In defence of Stephen Harper’s new Senate appointments

·Politics Reporter

It's not surprising that most in the media aren't defending Stephen Harper's appointment of seven new senators.

After all, Harper has, in the past, railed against former prime ministers for using the senate as a figurative golden handshake for friends and insiders.

But is Stephen Harper a hypocrite or are these recent round of appointments a means to an end?

Call me an optimist but I'm predicting it's a means to an end.

Since coming to power in early 2006, Harper has named 46 Conservative senators who all pledged to support the government in its efforts to reform the Senate.

The Harper gang justified the appointments by telling us they needed a majority in the upper house to pass a reform bill legislating senate term limits and elections.

That legislation is currently at second reading in the House of Commons and will shortly make its way to the Senate.

While the Conservatives have had an absolute majority in the senate since December 2010, it still might not be enough to pass the reform bill.

As reported in a June 2011 PostMedia News report, not all Conservative senators - including some of Harper's appointees - back the government's senate reform agenda.

"There are a lot of unintended consequences from an elected Senate," Conservative senator Michael MacDonald told Postmedia News.

"(Not only) in terms of its relationship . . . with the House of Commons, its relationship with the government of the day and the relationship of the (senators) with their own provincial governments. These things have to be looked at because... the long-term implications are pretty significant."

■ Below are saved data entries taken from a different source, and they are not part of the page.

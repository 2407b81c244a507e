use ratatui::buffer::Buffer;
use ratatui::layout::Rect;
use ratatui::style::Style;
use ratatui::widgets::Widget;

use crate::app::AppMode;
use crate::ui::theme;

/// Header nav tabs, one per mode
pub struct ModeTabsWidget {
    pub current: AppMode,
    pub menu_open: bool,
}

impl Widget for ModeTabsWidget {
    fn render(self, area: Rect, buf: &mut Buffer) {
        if area.width < 30 || area.height < 1 {
            return;
        }

        let modes = [AppMode::Dashboard, AppMode::Signal];
        let mut x = area.x + 1;

        let menu_style = if self.menu_open {
            Style::default().fg(theme::BG).bg(theme::ACCENT)
        } else {
            Style::default().fg(theme::DIM)
        };
        buf.set_string(x, area.y, " ☰ ", menu_style);
        x += 4;

        for mode in &modes {
            let is_current = *mode == self.current;
            let label = format!(" {} ", mode.label());

            let style = if is_current {
                Style::default().fg(theme::BG).bg(theme::ACCENT)
            } else {
                Style::default().fg(theme::DIM)
            };

            buf.set_string(x, area.y, &label, style);
            x += label.len() as u16 + 1;
        }
    }
}
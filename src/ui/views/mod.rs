pub mod dashboard_view;
pub mod signal_view;

use ratatui::layout::Rect;
use ratatui::Frame;

use crate::app::AppState;

pub trait View {
    fn render(&self, state: &AppState, frame: &mut Frame, area: Rect);
}
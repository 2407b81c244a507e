use cpal::traits::{DeviceTrait, HostTrait, StreamTrait};
use cpal::{SampleRate, StreamConfig};
use crossbeam_channel::{Receiver, Sender};

use crate::audio::voice::VoiceSlot;
use crate::constants::{AUTO_STOP_SECS, SAMPLE_RATE};
use crate::messages::{AudioCmd, AudioMsg};

pub struct AudioEngine;

impl AudioEngine {
    pub fn new() -> Self {
        Self
    }

    /// Open the default output device and hand the preview voice to its
    /// callback. The returned stream must be kept alive by the caller.
    pub fn start(
        &self,
        cmd_rx: Receiver<AudioCmd>,
        msg_tx: Sender<AudioMsg>,
    ) -> Result<cpal::Stream, Box<dyn std::error::Error>> {
        let host = cpal::default_host();

        let output_device = host
            .default_output_device()
            .ok_or("No output device available")?;

        let output_config = StreamConfig {
            channels: 2,
            sample_rate: SampleRate(SAMPLE_RATE),
            buffer_size: cpal::BufferSize::Default,
        };

        // --- All audio state lives inside the output callback closure ---
        let mut slot = VoiceSlot::new();
        let auto_stop_samples = (SAMPLE_RATE * AUTO_STOP_SECS) as usize;
        let mut samples_remaining: usize = 0;

        let output_stream = output_device.build_output_stream(
            &output_config,
            move |data: &mut [f32], _: &cpal::OutputCallbackInfo| {
                // --- Process commands ---
                while let Ok(cmd) = cmd_rx.try_recv() {
                    match cmd {
                        AudioCmd::Start(params) => {
                            // One live voice at a time; this drops any
                            // previous tone before the new one starts
                            slot.start(params);
                            samples_remaining = auto_stop_samples;
                        }
                        AudioCmd::Stop => {
                            slot.stop();
                            samples_remaining = 0;
                        }
                    }
                }

                for frame in data.chunks_mut(2) {
                    if slot.is_active() {
                        if samples_remaining == 0 {
                            // Runaway-playback guard
                            slot.stop();
                            let _ = msg_tx.try_send(AudioMsg::Finished);
                        } else {
                            samples_remaining -= 1;
                        }
                    }

                    let sample = slot.next_sample().clamp(-1.0, 1.0);
                    frame[0] = sample;
                    if frame.len() > 1 {
                        frame[1] = sample;
                    }
                }
            },
            |err| {
                eprintln!("Audio output error: {}", err);
            },
            None,
        )?;

        output_stream.play()?;

        Ok(output_stream)
    }
}
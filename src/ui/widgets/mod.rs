pub mod keyboard_hint;
pub mod mode_tabs;
pub mod nav_menu;
pub mod scope;
pub mod sensor_chart;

Last year, Conservative senator Richard Neufeld spoke out in the senate against the government's agenda. He said that before arriving in the Senate, he believed senators should be elected, but now, "I am not sure that an elected Senate is the way to go."

As a result of the dissenting opinions within the Conservative caucus, Harper needs to continue building on his Senate majority and appoint more Conservatives to ensure the reform bill can can pass.

"Senate reform is a long-standing commitment of the Government and the Conservative party. The status-quo in the Senate, where senators have no democratic mandate from Canadians and can serve terms of up to forty-five years, is unacceptable," Kate Davis, communications director for the Minister of State (Democratic Reform), told Yahoo! Canada News in an email, Monday.

"These new senators support our commitment to make the Senate more democratic, accountable and representative of Canadians — including our legislation to limit Senate terms."

Ultimately, however, time will tell if Harper is a hypocrite or a hero of the senate reform movement.